Il avait annoncé que, le vendredi 23 décembre, il se rendrait à La Noue, maison aux environs de Blois, et qu'il tiendrait le Conseil de grand matin avant son départ. Sous prétexte de quelques préparatifs de voyage, il se fit la veille remettre les clefs du château par Guise, qui les gardait en sa qualité de grand-maître, et il put tout à l'aise prendre ses dispositions. Il logeait au second étage du château dans l'aile construite par François Ier. Quand on montait, chez lui par le merveilleux escalier extérieur, on arrivait à une antichambre qui servait de salle à manger et de salle du Conseil. Au fond de cette pièce une porte s'ouvrait sur la chambre à coucher du roi, qui était flanquée aux deux extrémités d'un cabinet, à droite le cabinet neuf, à gauche, le cabinet vieux. Les conseillers arrivèrent de bonne heure. La plupart étaient dans le secret du Roi ; ils avaient été d'avis qu'il était impossible de faire son procès à un sujet aussi puissant que le duc de Guise et qu'il fallait employer contre lui des moyens sûrs. Henri III avait choisi pour exécuteurs de sa justice les Quarante-cinq, hostiles à la Ligue, qui les traitait de coupe-jarrets et parlait de les faire licencier. Il leur distribua des poignards et plaça huit d'entre eux et Loignac dans sa chambre ; les autres se postèrent, dans le cabinet vieux ou dans le couloir qui menait de l'appartement du roi au dehors, à la galerie des Cerfs. Le Roi, avec d'Ornano et les deux D'Entragues, se retira dans le cabinet neuf, où il attendit les événements.

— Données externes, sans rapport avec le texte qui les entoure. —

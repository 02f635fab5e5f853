//! Whole-archive encryption: lock, unlock, and password changes.
//!
//! `lock` and `unlock` keep the canonical transform nesting intact:
//! encryption always sits inside compression, so a compressed entry is
//! inflated, its plaintext encrypted, and the ciphertext re-deflated at
//! the entry's recorded level. DEFLATE is deterministic for a fixed level,
//! which makes lock-then-unlock restore payload bytes exactly.
//!
//! Both operations are transactional: every new payload is computed before
//! any entry is touched, so a failure (most importantly a wrong password
//! during `unlock`) leaves the archive unchanged.

use crate::compress;
use crate::crypto::{KeyMaterial, Password};
use crate::format::ArchiveFlags;
use crate::hash;
use crate::{Error, Result};

use super::extract::expected_cipher_len;
use super::{Archive, Payload};

impl Archive {
    /// Encrypts every entry payload with a key derived from `password`.
    ///
    /// Generates a fresh salt and IV, stores them in the header, sets the
    /// encrypted flags, and marks the archive dirty.
    ///
    /// # Errors
    ///
    /// [`Error::AlreadyEncrypted`] when the archive is already locked and
    /// [`Error::EmptyPassword`] for an empty password.
    pub fn lock(&mut self, password: &Password) -> Result<()> {
        self.require_open()?;
        if self.header.is_encrypted() {
            return Err(Error::AlreadyEncrypted);
        }

        let material = KeyMaterial::generate(password)?;
        let cipher = material.cipher();

        let mut new_payloads = Vec::with_capacity(self.entries.len());
        for (index, entry) in self.entries.iter().enumerate() {
            let payload = match entry.payload() {
                Payload::Plain(data) => Payload::Encrypted(cipher.encrypt(data)),
                Payload::Compressed(stream) => {
                    let plain = compress::decompress(stream, Some(entry.original_size()))?;
                    let level = entry.compression_level().max(1);
                    Payload::EncryptedCompressed(compress::compress(&cipher.encrypt(&plain), level)?)
                }
                Payload::Encrypted(_) | Payload::EncryptedCompressed(_) => {
                    return Err(Error::invalid_entry(
                        index,
                        "entry already encrypted in unencrypted archive",
                    ));
                }
            };
            new_payloads.push(payload);
        }

        for (entry, payload) in self.entries.iter_mut().zip(new_payloads) {
            entry.replace_payload(payload);
        }
        self.header.salt = *material.salt();
        self.header.iv = *material.iv();
        self.header.flags.set(ArchiveFlags::ENCRYPTED, true);
        self.key_material = Some(material);
        self.modified = true;
        Ok(())
    }

    /// Decrypts every entry payload, removing encryption from the archive.
    ///
    /// Each recovered plaintext is checked against the entry's stored
    /// digest, so a wrong password is detected deterministically. On any
    /// failure the archive is left unchanged.
    ///
    /// # Errors
    ///
    /// [`Error::NotEncrypted`] when the archive is not locked and
    /// [`Error::WrongPassword`] when decryption or the digest check fails.
    pub fn unlock(&mut self, password: &Password) -> Result<()> {
        self.require_open()?;
        if !self.header.is_encrypted() {
            return Err(Error::NotEncrypted);
        }

        let material = KeyMaterial::from_password(password, self.header.salt, self.header.iv)?;
        let cipher = material.cipher();

        let mut new_payloads = Vec::with_capacity(self.entries.len());
        for (index, entry) in self.entries.iter().enumerate() {
            let payload = match entry.payload() {
                Payload::Encrypted(ciphertext) => {
                    let plain = cipher
                        .decrypt(ciphertext)
                        .map_err(|_| Error::WrongPassword)?;
                    if !hash::equals_ct(&hash::digest(&plain), entry.digest()) {
                        return Err(Error::WrongPassword);
                    }
                    Payload::Plain(plain)
                }
                Payload::EncryptedCompressed(stream) => {
                    let ciphertext = compress::decompress(
                        stream,
                        Some(expected_cipher_len(entry.original_size())),
                    )?;
                    let plain = cipher
                        .decrypt(&ciphertext)
                        .map_err(|_| Error::WrongPassword)?;
                    if !hash::equals_ct(&hash::digest(&plain), entry.digest()) {
                        return Err(Error::WrongPassword);
                    }
                    let level = entry.compression_level().max(1);
                    Payload::Compressed(compress::compress(&plain, level)?)
                }
                Payload::Plain(_) | Payload::Compressed(_) => {
                    return Err(Error::invalid_entry(
                        index,
                        "unencrypted entry in encrypted archive",
                    ));
                }
            };
            new_payloads.push(payload);
        }

        for (entry, payload) in self.entries.iter_mut().zip(new_payloads) {
            entry.replace_payload(payload);
        }
        self.header.flags.set(ArchiveFlags::ENCRYPTED, false);
        self.header.salt = [0u8; crate::format::SALT_SIZE];
        self.header.iv = [0u8; crate::format::IV_SIZE];
        self.key_material = None;
        self.modified = true;
        Ok(())
    }

    /// Re-encrypts the archive under a new password.
    ///
    /// Behaves as `unlock(old)` followed by `lock(new)` in one
    /// transaction: a wrong old password changes nothing; if the second
    /// half fails (an empty new password) the archive is left unlocked
    /// and the error reports why.
    pub fn change_password(&mut self, old: &Password, new: &Password) -> Result<()> {
        self.require_open()?;
        if !self.header.is_encrypted() {
            return Err(Error::NotEncrypted);
        }
        // Reject an empty new password before decrypting anything so the
        // common misuse cannot strand the archive unlocked.
        if new.is_empty() {
            return Err(Error::EmptyPassword);
        }
        self.unlock(old)?;
        self.lock(new)
    }
}
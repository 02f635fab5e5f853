//! Malformed-archive tests: truncation, bad magic, flag inconsistencies,
//! and tamper detection.

mod common;

use std::fs;

use varc::{AddOptions, Error, Password};

const GLOBAL_HEADER_SIZE: usize = 64;
const ENTRY_HEADER_SIZE: usize = 26;

#[test]
fn test_bad_signature() {
    let (_dir, path) = common::workspace("sig.varc");
    common::build_archive(&path, &[], &AddOptions::default()).unwrap();

    let mut bytes = fs::read(&path).unwrap();
    bytes[0] = b'X';
    fs::write(&path, &bytes).unwrap();

    assert!(matches!(
        common::open_archive(&path, None).unwrap_err(),
        Error::InvalidSignature
    ));
}

#[test]
fn test_unsupported_version() {
    let (_dir, path) = common::workspace("ver.varc");
    common::build_archive(&path, &[], &AddOptions::default()).unwrap();

    let mut bytes = fs::read(&path).unwrap();
    bytes[5] = 0x04; // version 0.4
    fs::write(&path, &bytes).unwrap();

    assert!(matches!(
        common::open_archive(&path, None).unwrap_err(),
        Error::UnsupportedVersion { version: 0x0004 }
    ));
}

#[test]
fn test_truncated_global_header() {
    let (_dir, path) = common::workspace("short.varc");
    common::build_archive(&path, &[("a.txt", b"data")], &AddOptions::default()).unwrap();

    let bytes = fs::read(&path).unwrap();
    fs::write(&path, &bytes[..40]).unwrap();

    assert!(matches!(
        common::open_archive(&path, None).unwrap_err(),
        Error::Truncated { .. }
    ));
}

#[test]
fn test_truncated_entry() {
    let (_dir, path) = common::workspace("cut.varc");
    common::build_archive(&path, &[("a.txt", b"payload bytes")], &AddOptions::default()).unwrap();

    let bytes = fs::read(&path).unwrap();
    // Cut inside the entry record, after the entry header.
    fs::write(&path, &bytes[..GLOBAL_HEADER_SIZE + ENTRY_HEADER_SIZE + 2]).unwrap();

    let err = common::open_archive(&path, None).unwrap_err();
    assert!(
        matches!(err, Error::Truncated { .. } | Error::InvalidEntry { .. }),
        "got {err:?}"
    );
}

#[test]
fn test_file_count_exceeds_data() {
    let (_dir, path) = common::workspace("count.varc");
    common::build_archive(&path, &[("a.txt", b"data")], &AddOptions::default()).unwrap();

    let mut bytes = fs::read(&path).unwrap();
    bytes[11] = 5; // file_count = 5, but only one record follows
    fs::write(&path, &bytes).unwrap();

    assert!(matches!(
        common::open_archive(&path, None).unwrap_err(),
        Error::Truncated { .. }
    ));
}

#[test]
fn test_trailing_bytes_rejected() {
    let (_dir, path) = common::workspace("trailing.varc");
    common::build_archive(&path, &[("a.txt", b"data")], &AddOptions::default()).unwrap();

    let mut bytes = fs::read(&path).unwrap();
    bytes.extend_from_slice(b"extra junk");
    fs::write(&path, &bytes).unwrap();

    assert!(matches!(
        common::open_archive(&path, None).unwrap_err(),
        Error::TrailingBytes { remaining: 10 }
    ));
}

#[test]
fn test_entry_flag_contradicts_header() {
    let (_dir, path) = common::workspace("flags.varc");
    common::build_archive(&path, &[("a.txt", b"data")], &AddOptions::new().compress(false))
        .unwrap();

    // Set the entry's encrypted flag while the archive header stays
    // unencrypted. The flags field is the last 4 bytes of the entry header.
    let mut bytes = fs::read(&path).unwrap();
    let flags_offset = GLOBAL_HEADER_SIZE + ENTRY_HEADER_SIZE - 1;
    bytes[flags_offset] |= 0x02;
    fs::write(&path, &bytes).unwrap();

    let err = common::open_archive(&path, None).unwrap_err();
    assert!(matches!(err, Error::InvalidEntry { .. }), "got {err:?}");
}

#[test]
fn test_tampered_plain_compressed_entry() {
    // The S5 shape without encryption: one compressed entry, one flipped
    // payload byte. Verification must fail with a checksum or
    // decompression error; which one depends on where the flip lands in
    // the DEFLATE stream.
    let (_dir, path) = common::workspace("tamper1.varc");
    let data: Vec<u8> = (0u16..2048).map(|i| (i % 7) as u8).collect();
    common::build_archive(&path, &[("t.bin", &data)], &AddOptions::new().level(6)).unwrap();

    let mut bytes = fs::read(&path).unwrap();
    let payload_offset = GLOBAL_HEADER_SIZE + ENTRY_HEADER_SIZE + "t.bin".len();
    bytes[payload_offset + 20] ^= 0xFF;
    fs::write(&path, &bytes).unwrap();

    let mut archive = common::open_archive(&path, None).unwrap();
    let err = archive.verify(None).unwrap_err();
    assert!(
        matches!(err, Error::ChecksumMismatch { .. } | Error::Decompress(_)),
        "got {err:?}"
    );
}

#[test]
fn test_tampered_encrypted_compressed_entry() {
    // Two entries so that the tamper hits the second one: the first entry
    // still validates the password at open, and verify then reports the
    // corruption in the second.
    let (_dir, path) = common::workspace("tamper2.varc");
    let good: Vec<u8> = vec![1u8; 600];
    let victim: Vec<u8> = b"victim payload ".iter().cycle().take(900).copied().collect();

    let mut archive = varc::Archive::new();
    archive.create(&path).unwrap();
    let options = AddOptions::new().level(6).encrypt(Password::new("pw"));
    archive.add_bytes("good.bin", good, &options).unwrap();
    archive.add_bytes("victim.bin", victim, &options).unwrap();
    archive.save(None).unwrap();

    let mut bytes = fs::read(&path).unwrap();
    // Find the second record: skip the first record using its stored size.
    let first_stored = u64::from_be_bytes(
        bytes[GLOBAL_HEADER_SIZE + 10..GLOBAL_HEADER_SIZE + 18]
            .try_into()
            .unwrap(),
    ) as usize;
    let second_record = GLOBAL_HEADER_SIZE + ENTRY_HEADER_SIZE + "good.bin".len() + first_stored + 32;
    let second_payload = second_record + ENTRY_HEADER_SIZE + "victim.bin".len();
    bytes[second_payload + 10] ^= 0x55;
    fs::write(&path, &bytes).unwrap();

    let mut archive = common::open_archive(&path, Some("pw")).unwrap();
    let err = archive.verify(None).unwrap_err();
    assert!(
        matches!(err, Error::ChecksumMismatch { .. } | Error::Decompress(_)),
        "got {err:?}"
    );
}

#[test]
fn test_tampered_single_encrypted_entry_fails_somewhere() {
    // With a single tampered entry the corruption may already surface at
    // open (the password check reconstructs the first entry); any typed
    // failure is acceptable, silence is not.
    let (_dir, path) = common::workspace("tamper3.varc");
    let mut archive = varc::Archive::new();
    archive.create(&path).unwrap();
    archive
        .add_bytes(
            "only.bin",
            vec![0xABu8; 512],
            &AddOptions::new().level(6).encrypt(Password::new("pw")),
        )
        .unwrap();
    archive.save(None).unwrap();

    let mut bytes = fs::read(&path).unwrap();
    let payload_offset = GLOBAL_HEADER_SIZE + ENTRY_HEADER_SIZE + "only.bin".len();
    bytes[payload_offset + 5] ^= 0x80;
    fs::write(&path, &bytes).unwrap();

    match common::open_archive(&path, Some("pw")) {
        Err(e) => assert!(
            matches!(
                e,
                Error::WrongPassword | Error::ChecksumMismatch { .. } | Error::Decompress(_)
            ),
            "got {e:?}"
        ),
        Ok(mut archive) => {
            let err = archive.verify(None).unwrap_err();
            assert!(
                matches!(err, Error::ChecksumMismatch { .. } | Error::Decompress(_)),
                "got {err:?}"
            );
        }
    }
}

#[test]
fn test_tampered_digest() {
    let (_dir, path) = common::workspace("digest.varc");
    common::build_archive(&path, &[("d.txt", b"digest me")], &AddOptions::new().compress(false))
        .unwrap();

    let mut bytes = fs::read(&path).unwrap();
    // The digest is the last 32 bytes of the single record.
    let last = bytes.len() - 1;
    bytes[last] ^= 0x01;
    fs::write(&path, &bytes).unwrap();

    let mut archive = common::open_archive(&path, None).unwrap();
    assert!(matches!(
        archive.verify(None).unwrap_err(),
        Error::ChecksumMismatch { .. }
    ));
    assert!(matches!(
        archive.get_entry_data("d.txt").unwrap_err(),
        Error::ChecksumMismatch { .. }
    ));
}

#[test]
fn test_plain_payload_size_mismatch() {
    let (_dir, path) = common::workspace("size.varc");
    common::build_archive(&path, &[("s.txt", b"eight by")], &AddOptions::new().compress(false))
        .unwrap();

    // Shrink original_size without touching the stored payload.
    let mut bytes = fs::read(&path).unwrap();
    bytes[GLOBAL_HEADER_SIZE + 9] = 3;
    fs::write(&path, &bytes).unwrap();

    let err = common::open_archive(&path, None).unwrap_err();
    assert!(matches!(err, Error::InvalidEntry { .. }), "got {err:?}");
}

#[test]
fn test_not_an_archive_at_all() {
    let (_dir, path) = common::workspace("garbage.varc");
    fs::write(&path, b"this is not a varc archive, not even close").unwrap();
    let err = common::open_archive(&path, None).unwrap_err();
    assert!(
        matches!(err, Error::InvalidSignature | Error::Truncated { .. }),
        "got {err:?}"
    );
}
//! Progress reporting for archive operations.
//!
//! Bulk operations (`add_directory`, `extract_all`, `verify`) invoke an
//! optional caller-supplied callback between entries, never mid-entry and
//! never re-entrantly. The callback is owned by the
//! [`Archive`](crate::Archive) as a boxed function value.

/// Progress callback invoked between entries.
///
/// Arguments are `(current, total, bytes_done, bytes_total, current_path)`,
/// where `current` counts processed entries starting at 1.
pub type ProgressFn = Box<dyn FnMut(u64, u64, u64, u64, &str) + Send>;

/// IEC step used by [`format_size`].
const UNIT: f64 = 1024.0;

/// Formats a byte count as a human-readable string with two decimals,
/// e.g. `1.50 MB`.
pub fn format_size(bytes: u64) -> String {
    static UNITS: [&str; 5] = ["B", "KB", "MB", "GB", "TB"];
    let mut size = bytes as f64;
    let mut unit = 0;
    while size >= UNIT && unit < UNITS.len() - 1 {
        size /= UNIT;
        unit += 1;
    }
    format!("{:.2} {}", size, UNITS[unit])
}
//! File type detection from content.
//!
//! The entry header carries a 32-bit type hint so that listings can label
//! entries without reversing their transforms. Detection looks at magic
//! prefixes in the first bytes, then falls back to a printable-text
//! heuristic over the first 256 bytes. The hint is informational only and
//! never influences how a payload is processed.

/// Semantic file type hint stored in the entry header.
#[derive(Debug, Clone, Copy, PartialEq, Eq, Hash, Default)]
pub enum FileType {
    /// Content could not be classified.
    #[default]
    Unknown,
    /// Mostly printable text.
    Text,
    /// Arbitrary binary data.
    Binary,
    /// PNG, GIF, JPEG, or WebP image.
    Image,
    /// MP3 or Ogg audio.
    Audio,
    /// ISO base media (MP4 family) video.
    Video,
    /// PDF document.
    Document,
    /// ZIP-family archive.
    Archive,
}

impl FileType {
    /// Returns the on-disk code for this type.
    pub fn code(self) -> u32 {
        match self {
            FileType::Unknown => 0,
            FileType::Text => 1,
            FileType::Binary => 2,
            FileType::Image => 3,
            FileType::Audio => 4,
            FileType::Video => 5,
            FileType::Document => 6,
            FileType::Archive => 7,
        }
    }

    /// Maps an on-disk code back to a type, with unrecognized codes
    /// becoming [`FileType::Unknown`].
    pub fn from_code(code: u32) -> Self {
        match code {
            1 => FileType::Text,
            2 => FileType::Binary,
            3 => FileType::Image,
            4 => FileType::Audio,
            5 => FileType::Video,
            6 => FileType::Document,
            7 => FileType::Archive,
            _ => FileType::Unknown,
        }
    }

    /// Returns a human-readable name for this type.
    pub fn name(self) -> &'static str {
        match self {
            FileType::Unknown => "Unknown",
            FileType::Text => "Text",
            FileType::Binary => "Binary",
            FileType::Image => "Image",
            FileType::Audio => "Audio",
            FileType::Video => "Video",
            FileType::Document => "Document",
            FileType::Archive => "Archive",
        }
    }
}

impl std::fmt::Display for FileType {
    fn fmt(&self, f: &mut std::fmt::Formatter<'_>) -> std::fmt::Result {
        write!(f, "{}", self.name())
    }
}

/// Detects the file type of a payload from its leading bytes.
///
/// Inputs shorter than 4 bytes are [`FileType::Unknown`]. Magic prefixes
/// are checked first; otherwise the first 256 bytes are scanned and the
/// payload is [`FileType::Text`] when at least 90% of them are printable
/// ASCII, tab, CR, or LF, else [`FileType::Binary`].
pub fn detect(data: &[u8]) -> FileType {
    if data.len() < 4 {
        return FileType::Unknown;
    }

    if data.starts_with(b"\x89PNG\r\n\x1a\n")
        || data.starts_with(b"GIF87a")
        || data.starts_with(b"GIF89a")
        || data.starts_with(&[0xFF, 0xD8, 0xFF])
    {
        return FileType::Image;
    }
    if data.starts_with(b"RIFF") && data.len() >= 12 && &data[8..12] == b"WEBP" {
        return FileType::Image;
    }

    if data.starts_with(b"ID3")
        || data.starts_with(&[0xFF, 0xFB])
        || data.starts_with(&[0xFF, 0xFA])
        || data.starts_with(b"OggS")
    {
        return FileType::Audio;
    }

    // ISO base media: a 32-bit box size followed by "ftyp".
    if data.len() >= 8 && &data[4..8] == b"ftyp" {
        return FileType::Video;
    }

    if data.starts_with(b"%PDF") {
        return FileType::Document;
    }

    if data.starts_with(b"PK\x03\x04") || data.starts_with(b"PK\x05\x06") {
        return FileType::Archive;
    }

    let check = &data[..data.len().min(256)];
    let printable = check
        .iter()
        .filter(|&&b| (0x20..=0x7E).contains(&b) || b == b'\t' || b == b'\r' || b == b'\n')
        .count();

    // Text iff at least 90% printable (89% is Binary).
    if printable * 10 >= check.len() * 9 {
        FileType::Text
    } else {
        FileType::Binary
    }
}

#[cfg(test)]
mod tests {
    use super::*;

    #[test]
    fn test_too_short_is_unknown() {
        assert_eq!(detect(b""), FileType::Unknown);
        assert_eq!(detect(b"ab"), FileType::Unknown);
        assert_eq!(detect(b"abc"), FileType::Unknown);
    }

    #[test]
    fn test_image_magics() {
        assert_eq!(detect(b"\x89PNG\r\n\x1a\n....."), FileType::Image);
        assert_eq!(detect(b"GIF87a......"), FileType::Image);
        assert_eq!(detect(b"GIF89a......"), FileType::Image);
        assert_eq!(detect(&[0xFF, 0xD8, 0xFF, 0xE0, 0x00]), FileType::Image);
        assert_eq!(detect(b"RIFF\x00\x00\x00\x00WEBPVP8 "), FileType::Image);
    }

    #[test]
    fn test_riff_without_webp_is_not_image() {
        // RIFF/WAVE is not in the image table; falls through to heuristic.
        let wave = b"RIFF\x24\x00\x00\x00WAVEfmt ";
        assert_ne!(detect(wave), FileType::Image);
    }

    #[test]
    fn test_audio_magics() {
        assert_eq!(detect(b"ID3\x04\x00\x00"), FileType::Audio);
        assert_eq!(detect(&[0xFF, 0xFB, 0x90, 0x00]), FileType::Audio);
        assert_eq!(detect(&[0xFF, 0xFA, 0x90, 0x00]), FileType::Audio);
        assert_eq!(detect(b"OggS\x00\x02"), FileType::Audio);
    }

    #[test]
    fn test_video_ftyp() {
        assert_eq!(
            detect(b"\x00\x00\x00\x20ftypisom\x00\x00\x02\x00"),
            FileType::Video
        );
    }

    #[test]
    fn test_document_and_archive() {
        assert_eq!(detect(b"%PDF-1.7\n"), FileType::Document);
        assert_eq!(detect(b"PK\x03\x04\x14\x00"), FileType::Archive);
        assert_eq!(detect(b"PK\x05\x06\x00\x00"), FileType::Archive);
    }

    #[test]
    fn test_plain_text() {
        assert_eq!(detect(b"Hello, world!\nSecond line.\n"), FileType::Text);
    }

    #[test]
    fn test_binary_data() {
        let data: Vec<u8> = (0..=255u8).cycle().take(256).collect();
        assert_eq!(detect(&data), FileType::Binary);
    }

    #[test]
    fn test_text_threshold_boundary() {
        // Exactly 90% printable of 100 scanned bytes: Text.
        let mut data = vec![b'a'; 90];
        data.extend(std::iter::repeat(0x00u8).take(10));
        assert_eq!(detect(&data), FileType::Text);

        // 89% printable: Binary.
        let mut data = vec![b'a'; 89];
        data.extend(std::iter::repeat(0x00u8).take(11));
        assert_eq!(detect(&data), FileType::Binary);
    }

    #[test]
    fn test_only_first_256_bytes_scanned() {
        // 256 printable bytes followed by garbage still counts as text.
        let mut data = vec![b'x'; 256];
        data.extend(std::iter::repeat(0x00u8).take(1024));
        assert_eq!(detect(&data), FileType::Text);
    }

    #[test]
    fn test_code_roundtrip() {
        for ft in [
            FileType::Unknown,
            FileType::Text,
            FileType::Binary,
            FileType::Image,
            FileType::Audio,
            FileType::Video,
            FileType::Document,
            FileType::Archive,
        ] {
            assert_eq!(FileType::from_code(ft.code()), ft);
        }
        assert_eq!(FileType::from_code(99), FileType::Unknown);
    }

    #[test]
    fn test_names() {
        assert_eq!(FileType::Text.name(), "Text");
        assert_eq!(FileType::Archive.to_string(), "Archive");
    }
}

L'idée d'une catastrophe prochaine était dans l'air. Le nonce conseillait à Guise de s'éloigner de Blois ; sa mère, la duchesse de Nemours, l'en suppliait ; Catherine de Médicis elle-même l'aurait fait avertir du danger. Il croyait à sa fortune et voulait l'éprouver jusqu'au bout. Peut-être avait-il hâte d'en finir et d'être le maître ou de n'être rien. Il disait à l'archevêque de Lyon que, si la mort entrait par la porte, il ne sortirait pas par la fenêtre. Le 22 au soir, il avait reçu un nouvel avertissement, mais il n'en tint compte : Il n'oserait, dit-il. A sept heures du matin, on vint le prévenir que le Conseil était ouvert. Henri III surveillait, du cabinet neuf, l'arrivée du duc et du cardinal de Guise. Son agitation était extrême ; il ne pouvait tenir en place. Deux fois, il envoya un des d'Entragues recommander à maître Étienne Dourguin, son chapelain, et à maître Claude de Bulles, son aumônier, de prier pour le succès d'une œuvre dont il attendait le repos de son royaume. Le Duc fut surpris de trouver au bas de l'escalier Larchant et les archers de la garde. Ce capitaine lui expliqua que ces pauvres gens avaient présenté au Conseil une pétition pour être payés de leur solde et qu'ils s'étaient réunis pour le prier d'intercéder en leur faveur. Il le promit et. monta. Derrière lui ces solliciteurs occupèrent l'escalier et barrèrent le chemin.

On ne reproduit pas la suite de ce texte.